SDGsを意識。「木」を素材としたスタイリッシュなハイジュエリー
Written by Brand Jewelry
定着しつつあるサスティナブル、エシカルという考え方。ジュエリー製作においてもそれを意識しながら、クオリティの高い作品を発表している人たちがいます。イギリスのジュエリーサイト、The Jewellery Editorでは、木材をメインやアクセントの素材として使いながら、ゴールドや宝石と組み合わせたハイジュエリーを紹介しています。その中から、特にSDGsを意識した3つのブランドをピックアップしてみました。
ブラジルで生まれロンドンを拠点に活動しているFernando Jorge(フェルナンド・ホルヘ)。ディープ・ストリーム・コレクションでは、しなやかな曲線の形に加工された木材を使い、アマゾンの森林の美しさを表現しています。彼の母国ブラジルで豊富に育つクスノキ科のロウロ・レッド材をメインに、アクセントにブラウンダイヤモンドを散りばめ、ゴージャスな雰囲気をプラスしています。イヤリング、バングル、リングがラインナップしていますが、特に印象的なのがイヤリング。大ぶりで大胆な曲線が、耳元で個性的な光を放ちます。木材は、アマゾンの自然資源の持続可能な利用を促進する活動を行っているNGOから提供されたもので、このコレクションの収益の一部は、その活動を支援するために使われています。

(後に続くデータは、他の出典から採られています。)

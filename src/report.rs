//! Sizing report persistence
//!
//! Bundles a workload with its requirements and recommendations so a run can
//! be saved, shared and reloaded.

use crate::config::workload::WorkloadSpec;
use crate::hardware::matcher::Recommendations;
use crate::requirements::RequirementsResult;
use crate::utils::format::{fmt_compute, fmt_number, fmt_optional, format_ttft};
use anyhow::{Context, Result};
use serde::{Deserialize, Serialize};
use std::fs;
use std::path::Path;

#[derive(Debug, Clone, PartialEq, Serialize, Deserialize)]
pub struct SizingReport {
    pub workload: WorkloadSpec,
    pub requirements: RequirementsResult,
    pub recommendations: Option<Recommendations>,
    pub created_at: String,
}

impl SizingReport {
    pub fn new(
        workload: WorkloadSpec,
        requirements: RequirementsResult,
        recommendations: Option<Recommendations>,
    ) -> Self {
        Self {
            workload,
            requirements,
            recommendations,
            created_at: chrono::Utc::now().to_rfc3339(),
        }
    }

    /// Save report to JSON file
    pub fn save<P: AsRef<Path>>(&self, path: P) -> Result<()> {
        let json = serde_json::to_string_pretty(self)?;
        fs::write(path.as_ref(), json)
            .with_context(|| format!("failed to write report {}", path.as_ref().display()))?;
        Ok(())
    }

    /// Load report from JSON file
    pub fn load<P: AsRef<Path>>(path: P) -> Result<Self> {
        let json = fs::read_to_string(path.as_ref())
            .with_context(|| format!("failed to read report {}", path.as_ref().display()))?;
        let report: Self = serde_json::from_str(&json)?;
        Ok(report)
    }

    pub fn print_summary(&self) {
        let r = &self.requirements;
        println!("Sizing Report Summary:");
        println!(
            "  Model:          {}B ({}B active)",
            fmt_number(r.params_b, 1),
            fmt_number(r.active_params_b, 1)
        );
        println!(
            "  Precision:      weights {} / kv {}",
            r.weight_precision, r.kv_precision
        );
        println!("  Total VRAM:     {} GB", fmt_number(r.total_vram_gb, 2));
        println!(
            "  Throughput:     {} tok/s ({} × {})",
            fmt_number(r.total_throughput(), 1),
            r.batch_size,
            fmt_number(r.target_tps, 1)
        );
        println!("  Compute:        {} TFLOPS", fmt_compute(r.required_tflops));
        println!("  Bandwidth:      {} GB/s", fmt_number(r.required_bw_gbps(), 1));
        println!("  Effective:      {} TFLOPS", fmt_optional(r.effective_tflops, 2));
        println!("  TTFT:           {}", format_ttft(r.ttft_ms.map(|ms| ms / 1000.0)));
        if let Some(recs) = &self.recommendations {
            println!("  Suggestions:    {}", recs.all.len());
        }
        println!("  Created:        {}", self.created_at);
    }
}
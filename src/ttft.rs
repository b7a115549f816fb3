//! Time-to-first-token projections across hardware throughput
//!
//! A simplified prefill model (`2 · prompt · params` FLOPs, no attention term
//! and no fixed overhead) used to sweep TTFT against compute. For the full
//! per-workload figure see [`crate::requirements::estimate`].

use serde::{Deserialize, Serialize};

pub const DEFAULT_PROMPT_LENGTHS: [u64; 3] = [2048, 4096, 8192];
pub const DEFAULT_MIN_TFLOPS: f64 = 50.0;
pub const DEFAULT_MAX_TFLOPS: f64 = 2000.0;
pub const DEFAULT_POINTS: usize = 50;

fn prefill_flops(params_b: f64, prompt_tokens: u64) -> f64 {
    2.0 * prompt_tokens as f64 * params_b * 1e9
}

/// TTFT in seconds, `None` without usable throughput
pub fn ttft_seconds(params_b: f64, prompt_tokens: u64, tflops: f64) -> Option<f64> {
    if !tflops.is_finite() || tflops <= 0.0 {
        return None;
    }
    Some(prefill_flops(params_b, prompt_tokens) / (tflops * 1e12))
}

/// TFLOPS needed to reach `target_seconds`, `None` for a non-positive target
pub fn required_tflops_for_ttft(
    params_b: f64,
    prompt_tokens: u64,
    target_seconds: f64,
) -> Option<f64> {
    if !target_seconds.is_finite() || target_seconds <= 0.0 {
        return None;
    }
    Some(prefill_flops(params_b, prompt_tokens) / (target_seconds * 1e12))
}

#[derive(Debug, Clone, Copy, PartialEq, Serialize, Deserialize)]
pub struct TtftPoint {
    pub tflops: f64,
    pub ttft_seconds: f64,
}

#[derive(Debug, Clone, PartialEq, Serialize, Deserialize)]
pub struct TtftCurve {
    pub prompt_tokens: u64,
    pub points: Vec<TtftPoint>,
}

#[derive(Debug, Clone, PartialEq, Serialize, Deserialize)]
pub struct TtftChart {
    pub params_b: f64,
    pub min_tflops: f64,
    pub max_tflops: f64,
    pub curves: Vec<TtftCurve>,
}

/// One curve per prompt length, sampled at log-spaced throughput values
pub fn chart_data(
    params_b: f64,
    prompt_lengths: &[u64],
    min_tflops: f64,
    max_tflops: f64,
    points: usize,
) -> TtftChart {
    let samples: Vec<f64> = match points {
        0 => Vec::new(),
        1 => vec![min_tflops],
        n => (0..n)
            .map(|i| {
                let t = i as f64 / (n - 1) as f64;
                min_tflops * (max_tflops / min_tflops).powf(t)
            })
            .collect(),
    };

    let curves = prompt_lengths
        .iter()
        .map(|&prompt_tokens| TtftCurve {
            prompt_tokens,
            points: samples
                .iter()
                .filter_map(|&tflops| {
                    ttft_seconds(params_b, prompt_tokens, tflops)
                        .map(|ttft_seconds| TtftPoint { tflops, ttft_seconds })
                })
                .collect(),
        })
        .collect();

    TtftChart {
        params_b,
        min_tflops,
        max_tflops,
        curves,
    }
}

#[derive(Debug, Clone, Copy, PartialEq, Serialize)]
pub struct TtftThreshold {
    pub seconds: f64,
    pub label: &'static str,
}

/// Reference latencies for reading TTFT charts
pub fn thresholds() -> [TtftThreshold; 3] {
    [
        TtftThreshold { seconds: 1.0, label: "Instant" },
        TtftThreshold { seconds: 3.0, label: "Acceptable" },
        TtftThreshold { seconds: 10.0, label: "Baseline" },
    ]
}
use crate::config::precision::Precision;
use crate::config::workload::{
    WorkloadSpec, DEFAULT_TARGET_TPS, DEFAULT_TTFT_BUDGET_MS, DEFAULT_UTIL_BANDWIDTH,
    DEFAULT_UTIL_COMPUTE,
};
use serde::{Deserialize, Serialize};

/// Defaults applied to workloads built from the command line or presets
#[derive(Debug, Clone, PartialEq, Serialize, Deserialize)]
#[serde(default)]
pub struct EstimatorDefaults {
    pub weight_precision: Precision,
    pub kv_precision: Precision,
    pub util_compute: f64,
    pub util_bandwidth: f64,
    pub target_tps: f64,
    pub ttft_budget_ms: f64,
}

impl Default for EstimatorDefaults {
    fn default() -> Self {
        Self {
            weight_precision: Precision::Bf16,
            kv_precision: Precision::Bf16,
            util_compute: DEFAULT_UTIL_COMPUTE,
            util_bandwidth: DEFAULT_UTIL_BANDWIDTH,
            target_tps: DEFAULT_TARGET_TPS,
            ttft_budget_ms: DEFAULT_TTFT_BUDGET_MS,
        }
    }
}

impl EstimatorDefaults {
    /// Workload for `params_b` with these defaults filled in
    pub fn workload(&self, params_b: f64) -> WorkloadSpec {
        WorkloadSpec {
            params_b,
            weight_precision: self.weight_precision,
            kv_precision: self.kv_precision,
            util_compute: self.util_compute,
            util_bandwidth: self.util_bandwidth,
            target_tps: self.target_tps,
            ttft_budget_ms: self.ttft_budget_ms,
            ..Default::default()
        }
    }
}
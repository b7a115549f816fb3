pub mod cost;
pub mod matcher;
pub mod profiles;

pub use cost::{estimate_cloud_cost, CloudCost, HOURS_PER_MONTH};
pub use matcher::{
    devices_needed, find_suitable, find_suitable_with_limit, recommend, throughput_for,
    DeviceMode, Headroom, Recommendation, Recommendations, DEFAULT_MAX_DEVICES,
};
pub use profiles::{AcceleratorSpec, Catalog, Category, BUILTIN_CATALOG};
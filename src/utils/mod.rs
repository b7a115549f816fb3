pub mod format;

pub use format::{
    fmt_compute, fmt_number, fmt_optional, format_bytes_gb, format_flops, format_ttft,
};
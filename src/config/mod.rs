pub mod estimator;
pub mod matcher;
pub mod model;
pub mod precision;
pub mod workload;

use anyhow::{Context, Result};
use serde::{Deserialize, Serialize};
use std::collections::HashMap;
use std::fs;
use std::path::Path;

pub use estimator::EstimatorDefaults;
pub use matcher::MatcherConfig;
pub use model::{group_by_hardware_tier, ModelPreset, ModelTiers, MoeConfig, AVAILABLE_MODELS};
pub use precision::{Precision, PrecisionParseError};
pub use workload::{WorkloadError, WorkloadSpec};

/// Top-level settings for sizing runs
#[derive(Debug, Clone, Default, PartialEq, Serialize, Deserialize)]
#[serde(default)]
pub struct Config {
    pub estimator: EstimatorDefaults,
    pub matcher: MatcherConfig,
}

impl Config {
    /// Read a JSON config file; missing sections take their defaults
    pub fn load<P: AsRef<Path>>(path: P) -> Result<Self> {
        let path = path.as_ref();
        let json = fs::read_to_string(path)
            .with_context(|| format!("failed to read config {}", path.display()))?;
        serde_json::from_str(&json)
            .with_context(|| format!("invalid config file {}", path.display()))
    }

    pub fn save<P: AsRef<Path>>(&self, path: P) -> Result<()> {
        let json = serde_json::to_string_pretty(self)?;
        fs::write(path.as_ref(), json)?;
        Ok(())
    }

    pub fn to_dict(&self) -> Result<HashMap<String, serde_json::Value>> {
        Ok(serde_json::from_value(serde_json::to_value(self)?)?)
    }

    pub fn from_dict(data: HashMap<String, serde_json::Value>) -> Result<Self> {
        let json = serde_json::to_string(&data)?;
        Ok(serde_json::from_str(&json)?)
    }
}
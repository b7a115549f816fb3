//! Behavioural checks on requirement estimation

use llm_sizer::{estimate, Precision, RequirementsResult, WorkloadError, WorkloadSpec};

fn base() -> WorkloadSpec {
    WorkloadSpec::new(13.0)
        .with_tokens(4096, 512)
        .with_batch(4)
        .with_target_tps(20.0)
}

fn run(spec: &WorkloadSpec) -> RequirementsResult {
    estimate(spec).expect("valid workload")
}

#[test]
fn test_longer_prompt_never_cheaper() {
    let short = run(&base());
    let long = run(&base().with_tokens(8192, 512));

    assert!(long.total_vram_gb >= short.total_vram_gb);
    assert!(long.required_tflops >= short.required_tflops);
    assert!(long.required_bw_gbps_conservative >= short.required_bw_gbps_conservative);
    assert!(long.total_prefill_flops > short.total_prefill_flops);
}

#[test]
fn test_more_new_tokens_never_cheaper() {
    let short = run(&base());
    let long = run(&base().with_tokens(4096, 4096));

    assert!(long.total_vram_gb >= short.total_vram_gb);
    assert!(long.required_tflops >= short.required_tflops);
    assert!(long.required_bw_gbps_conservative >= short.required_bw_gbps_conservative);
    assert_eq!(long.total_prefill_flops, short.total_prefill_flops);
}

#[test]
fn test_batch_scaling() {
    let one = run(&base().with_batch(1));
    let two = run(&base().with_batch(2));

    assert!((two.kv_cache_bytes - 2.0 * one.kv_cache_bytes).abs() < 1.0);
    assert_eq!(one.total_throughput(), 20.0);
    assert_eq!(two.total_throughput(), 40.0);
    assert_eq!(two.weight_bytes_total, one.weight_bytes_total);

    // Weight reads are shared across the batch
    let weight_term = |r: &RequirementsResult| {
        r.amortized_bytes_per_token - r.kv_read_bytes_per_token - r.kv_write_bytes_per_token
    };
    assert!((weight_term(&two) - weight_term(&one) / 2.0).abs() < 1.0);
    assert!(two.amortized_bytes_per_token < one.amortized_bytes_per_token);
    assert!(two.required_bw_gbps_conservative > one.required_bw_gbps_conservative);
}

#[test]
fn test_precision_ordering() {
    let vram = |p: Precision| run(&base().with_precision(p, p)).total_vram_gb;

    assert!(vram(Precision::Int4) < vram(Precision::Int8));
    assert_eq!(vram(Precision::Int8), vram(Precision::Fp8));
    assert!(vram(Precision::Fp8) < vram(Precision::Bf16));
    assert_eq!(vram(Precision::Bf16), vram(Precision::Fp16));
}

#[test]
fn test_optimistic_not_above_conservative() {
    for batch in [1, 2, 8, 64] {
        let req = run(&base().with_batch(batch));
        assert!(req.required_bw_gbps_optimistic <= req.required_bw_gbps_conservative);
    }
}

#[test]
fn test_estimate_is_deterministic() {
    let spec = base().with_shape(40, 5120, 40);
    assert_eq!(run(&spec), run(&spec));
}

#[test]
fn test_zero_target_tps() {
    let req = run(&base().with_target_tps(0.0));
    assert_eq!(req.required_tflops, 0.0);
    assert_eq!(req.required_bw_gbps_conservative, 0.0);
    assert!(req.total_vram_gb > 0.0);
}

#[test]
fn test_rejects_invalid_workloads() {
    assert!(matches!(
        estimate(&WorkloadSpec::new(-7.0)),
        Err(WorkloadError::InvalidParams(_))
    ));
    assert!(matches!(
        estimate(&base().with_batch(0)),
        Err(WorkloadError::ZeroBatch)
    ));
    assert!(matches!(
        estimate(&base().with_active_params(20.0)),
        Err(WorkloadError::InvalidActiveParams { .. })
    ));

    let mut spec = base();
    spec.util_bandwidth = 1.5;
    assert!(matches!(
        estimate(&spec),
        Err(WorkloadError::InvalidUtilization { name: "bandwidth", .. })
    ));
}

#[test]
fn test_missing_hardware_is_unknown() {
    let req = run(&base());
    assert_eq!(req.effective_tflops, None);
    assert_eq!(req.effective_bw_gbps, None);
    assert_eq!(req.ttft_ms, None);
    assert_eq!(req.compute_ok, None);
    assert_eq!(req.bandwidth_ok, None);
    assert_eq!(req.vram_ok, None);
    assert_eq!(req.ttft_ok, None);
}

#[test]
fn test_ttft_budget_flag() {
    let mut spec = base();
    spec.peak_tflops = Some(1000.0);
    spec.ttft_budget_ms = 100.0;
    let req = run(&spec);

    let ttft = req.ttft_ms.unwrap();
    let expected = req.total_prefill_flops / (400.0 * 1e12) * 1000.0 + 80.0;
    assert!((ttft - expected).abs() < 1e-9);
    assert_eq!(req.ttft_ok, Some(ttft <= 100.0));
}
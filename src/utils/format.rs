//! Display formatting for sizing figures

const MISSING: &str = "—";

/// Fixed-point with `digits` decimals, no decimals from 1000 upward
pub fn fmt_number(value: f64, digits: usize) -> String {
    if !value.is_finite() {
        return MISSING.to_string();
    }
    if value.abs() >= 1000.0 {
        format!("{:.0}", value)
    } else {
        format!("{:.*}", digits, value)
    }
}

/// Compute figures span many magnitudes, so precision adapts to size
pub fn fmt_compute(value: f64) -> String {
    if !value.is_finite() {
        return MISSING.to_string();
    }
    let abs = value.abs();
    if abs >= 1000.0 {
        format!("{:.0}", value)
    } else if abs >= 1.0 {
        format!("{:.2}", value)
    } else if abs >= 0.01 {
        format!("{:.3}", value)
    } else {
        format!("{:.2e}", value)
    }
}

pub fn fmt_optional(value: Option<f64>, digits: usize) -> String {
    value.map_or_else(|| MISSING.to_string(), |v| fmt_number(v, digits))
}

pub fn format_ttft(seconds: Option<f64>) -> String {
    match seconds {
        Some(s) if s.is_finite() && s > 0.0 => {
            if s < 1.0 {
                format!("{:.0}ms", s * 1000.0)
            } else if s < 60.0 {
                format!("{:.1}s", s)
            } else {
                format!("{:.1}min", s / 60.0)
            }
        }
        _ => "N/A".to_string(),
    }
}

pub fn format_flops(tflops: f64) -> String {
    if !tflops.is_finite() || tflops <= 0.0 {
        return "N/A".to_string();
    }
    if tflops >= 1000.0 {
        format!("{:.1} PFLOPs", tflops / 1000.0)
    } else if tflops >= 1.0 {
        format!("{} TFLOPs", tflops.round())
    } else {
        format!("{:.1} GFLOPs", tflops * 1000.0)
    }
}

pub fn format_bytes_gb(bytes: f64) -> String {
    format!("{} GB", fmt_number(bytes / 1e9, 2))
}
//! The PDF utility operations: extract, rotate, mix, split, arrange, inspect.

use std::path::PathBuf;
use std::str::FromStr;

use log::{debug, warn};
use lopdf::Document;
use serde::Serialize;

use super::compose::Composer;
use super::document::PdfDocument;
use super::error::{ComposeError, Result};
use crate::page_range::{parse_page_indices, PageSelection};

/// Relative rotation accepted by the rotate tool.
pub const ROTATION_STEPS: [i64; 4] = [0, 90, 180, 270];

/// Copy the pages named by `spec` into a new document, in the order listed.
pub fn extract(source: &PdfDocument, spec: &str) -> Result<Document> {
    let indices = parse_page_indices(spec, source.page_count());
    if indices.is_empty() {
        return Err(ComposeError::InvalidInput(format!(
            "No valid pages in \"{}\" ({} pages)",
            spec,
            source.page_count()
        )));
    }

    let mut composer = Composer::new();
    composer.copy_pages(&source.doc, &indices)?;
    Ok(composer.finish())
}

/// Rotate the selected pages in place by `delta` degrees.
///
/// A page selected twice is rotated twice. Returns how many rotations
/// were applied.
pub fn rotate(source: &mut PdfDocument, selection: &PageSelection, delta: i64) -> Result<usize> {
    if !ROTATION_STEPS.contains(&delta) {
        return Err(ComposeError::InvalidInput(format!(
            "Rotation must be 0, 90, 180 or 270 degrees, got {}",
            delta
        )));
    }

    let indices = selection.indices(source.page_count());
    if indices.is_empty() {
        return Err(ComposeError::InvalidInput("No pages selected".into()));
    }

    for &index in &indices {
        let current = source.rotation(index)?;
        source.set_rotation(index, current + delta)?;
        debug!("page {}: {} -> {}", index + 1, current, (current + delta).rem_euclid(360));
    }
    Ok(indices.len())
}

/// Interleave two documents page by page: A1, B1, A2, B2, ...
///
/// Once the shorter document runs out the longer one continues alone.
pub fn mix(first: &PdfDocument, second: &PdfDocument) -> Result<Document> {
    let mut composer = Composer::new();
    let a = composer.import(&first.doc);
    let b = composer.import(&second.doc);

    for i in 0..a.page_count().max(b.page_count()) {
        if i < a.page_count() {
            composer.push_page(&a, i)?;
        }
        if i < b.page_count() {
            composer.push_page(&b, i)?;
        }
    }
    Ok(composer.finish())
}

/// Cut a document at sorted, deduplicated `points` into consecutive chunks
/// `[0, p1), [p1, p2), ..., [pn, page_count)`. Empty chunks are skipped.
pub fn split(source: &PdfDocument, points: &[usize]) -> Result<Vec<Document>> {
    let page_count = source.page_count();
    let mut chunks = Vec::new();
    let mut start = 0;

    for end in points.iter().copied().chain(std::iter::once(page_count)) {
        let end = end.min(page_count);
        if end <= start {
            continue;
        }
        let indices: Vec<usize> = (start..end).collect();
        let mut composer = Composer::new();
        composer.copy_pages(&source.doc, &indices)?;
        chunks.push(composer.finish());
        start = end;
    }

    debug!("split {} pages into {} chunk(s)", page_count, chunks.len());
    Ok(chunks)
}

/// One page of an arrangement: `file:page[:rotation]`.
#[derive(Debug, Clone, PartialEq, Eq)]
pub struct PageItem {
    pub file: PathBuf,
    /// 1-based
    pub page_number: usize,
    /// Degrees added to the page's current rotation
    pub rotation: i64,
}

impl FromStr for PageItem {
    type Err = String;

    fn from_str(s: &str) -> std::result::Result<Self, Self::Err> {
        // Parse from the right so paths may contain ':'
        let mut parts = s.rsplitn(3, ':');
        let last = parts.next().unwrap_or_default();
        let middle = parts.next();
        let rest = parts.next();

        let (file, page, rotation) = match (rest, middle) {
            (Some(file), Some(page)) if last.parse::<i64>().is_ok() && page.parse::<usize>().is_ok() => {
                (file.to_string(), page, last)
            }
            (Some(file), Some(page)) => (format!("{}:{}", file, page), last, "0"),
            (None, Some(file)) => (file.to_string(), last, "0"),
            _ => return Err(format!("expected FILE:PAGE[:ROTATION], got \"{}\"", s)),
        };

        let page_number = page
            .parse::<usize>()
            .map_err(|_| format!("invalid page number \"{}\" in \"{}\"", page, s))?;
        let rotation = rotation
            .parse::<i64>()
            .map_err(|_| format!("invalid rotation \"{}\" in \"{}\"", rotation, s))?;

        Ok(PageItem {
            file: PathBuf::from(file),
            page_number,
            rotation,
        })
    }
}

/// Outcome of [`arrange`]: the document plus the items that were skipped.
pub struct Arrangement {
    pub document: Document,
    pub placed: usize,
    pub skipped: Vec<String>,
}

/// Build a document page by page from many files, rotating as asked.
///
/// An item that cannot be loaded or copied is logged and skipped; the
/// remaining items still make it into the output.
pub fn arrange(items: &[PageItem]) -> Result<Arrangement> {
    if items.is_empty() {
        return Err(ComposeError::InvalidInput("No pages provided".into()));
    }

    let mut composer = Composer::new();
    let mut skipped = Vec::new();

    for item in items {
        match place_item(&mut composer, item) {
            Ok(()) => {}
            Err(e) => {
                warn!(
                    "Skipping page {} from {}: {}",
                    item.page_number,
                    item.file.display(),
                    e
                );
                skipped.push(format!("{}:{}", item.file.display(), item.page_number));
            }
        }
    }

    let placed = composer.page_count();
    Ok(Arrangement {
        document: composer.finish(),
        placed,
        skipped,
    })
}

fn place_item(composer: &mut Composer, item: &PageItem) -> Result<()> {
    let bytes = std::fs::read(&item.file)?;
    let source = PdfDocument::from_bytes(item.file.display().to_string(), &bytes)?;
    let index = item
        .page_number
        .checked_sub(1)
        .ok_or(ComposeError::PageOutOfRange {
            index: 0,
            count: source.page_count(),
        })?;

    let imported = composer.import(&source.doc);
    let page_id = composer.push_page(&imported, index)?;
    if item.rotation != 0 {
        composer.rotate_page(page_id, item.rotation)?;
    }
    Ok(())
}

/// Page listing of a document.
#[derive(Debug, Serialize)]
#[serde(rename_all = "camelCase")]
pub struct PageListing {
    pub file_name: String,
    pub page_count: usize,
    pub pages: Vec<usize>,
}

pub fn inspect(source: &PdfDocument) -> PageListing {
    let page_count = source.page_count();
    PageListing {
        file_name: source.name.clone(),
        page_count,
        pages: (1..=page_count).collect(),
    }
}
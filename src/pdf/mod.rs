pub mod compose;
pub mod document;
pub mod embed;
pub mod error;
#[cfg(test)]
pub mod testing;
pub mod tools;

pub use compose::merge_sources;
pub use document::PdfDocument;
pub use error::ComposeError;
use crate::output::resolve;
use crate::pdf::tools::{self, PageItem};
use crate::pdf::PdfDocument;
use anyhow::Result;
use std::path::PathBuf;

pub fn run(items: &[PageItem], output: Option<PathBuf>) -> Result<()> {
    let mut arrangement = tools::arrange(items)?;
    if arrangement.placed == 0 {
        anyhow::bail!("None of the {} pages could be placed", items.len());
    }

    let output = resolve(output, || "arranged.pdf".to_string());
    PdfDocument::save(&mut arrangement.document, &output)?;

    println!("Arranged {} page(s) into {}", arrangement.placed, output.display());
    for skipped in &arrangement.skipped {
        println!("Skipped {}", skipped);
    }

    Ok(())
}
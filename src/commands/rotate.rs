use crate::output::resolve;
use crate::page_range::PageSelection;
use crate::pdf::{tools, PdfDocument};
use anyhow::Result;
use std::path::{Path, PathBuf};

pub fn run<P: AsRef<Path>>(
    input: P,
    pages: &str,
    degrees: i64,
    output: Option<PathBuf>,
) -> Result<()> {
    let mut doc = PdfDocument::open(&input)?;

    let selection = PageSelection::parse(pages);
    let rotated = tools::rotate(&mut doc, &selection, degrees)?;

    let output = resolve(output, || "rotated.pdf".to_string());
    PdfDocument::save(&mut doc.doc, &output)?;

    println!(
        "Rotated {} page(s) by {} degrees into {}",
        rotated,
        degrees,
        output.display()
    );

    Ok(())
}
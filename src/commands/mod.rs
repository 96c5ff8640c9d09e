pub mod arrange;
pub mod extract;
pub mod info;
pub mod merge;
pub mod mix;
pub mod rh;
pub mod rotate;
pub mod split;
use crate::output::resolve;
use crate::pdf::{tools, PdfDocument};
use anyhow::Result;
use std::path::{Path, PathBuf};

pub fn run<P: AsRef<Path>>(input: P, pages: &str, output: Option<PathBuf>) -> Result<()> {
    let doc = PdfDocument::open(&input)?;

    let mut new_doc = tools::extract(&doc, pages)?;
    let page_count = new_doc.get_pages().len();

    let output = resolve(output, || "extracted.pdf".to_string());
    PdfDocument::save(&mut new_doc, &output)?;

    println!("Extracted {} page(s) to {}", page_count, output.display());

    Ok(())
}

次に紹介するのが、同じくブラジル出身の宝石職人Silvia Furmanovich (シルビア・フルマノビッチ)。ブラジル国内の職人と協力し、落ちた木の枝や樹皮などを原材料に、天然着色または植物抽出染料で染めて日光で焼いた素材を使用しています。それを使って動物、昆虫、植物、自然の風景を寄木細工で表現。小さなキャンバスに描かれた絵はまるで童話の挿絵のようです。さらに宝石やゴールドをセッティングし、トゥーマッチな印象にはならないのだから不思議。アマゾンの森林から回収された木材を寄木細工の技法を使って描いた鳥のイヤリングは、上部にゴールドの木の枝、そしてアクセントに施したペリドットが、美しく調和しています。
最後に紹介するのは、デンマークのKinraden(キンラデン)のコレクション、ムビンゴエディット。ブランドの創設者であるサラ・エミリー・ミュラーツのジュエリーづくりの信条は、持続可能性と倫理的な実践。使用されるゴールドやシルバーは、すべてリサイクル。木は楽器の製造に使用されるムピンゴ材で、タンザニアのFSC認証の森林から調達されています。FSC認証森林とは、森林の管理や加工・流通過程が適切に行われていることが認証された森林のこと。その素材のほとんどは、ミュージシャンの管楽器用に使われ、リサイクルしたものという徹底ぶり。それを宝石のようにファセットカットに加工し、シルバーやゴールドと組み合わせています。北欧らしいクールでユニセックスなテイストに、木が温かみのある雰囲気を醸し出します。
今までも木とゴールドやシルバーを組み合わせたジュエリーはありましたが、SDGsをここまで意識しながら、洗練されたデザインへと昇華したものは見当たらなかったように思います。今後、さらにその傾向は強くなっていくのではないでしょうか。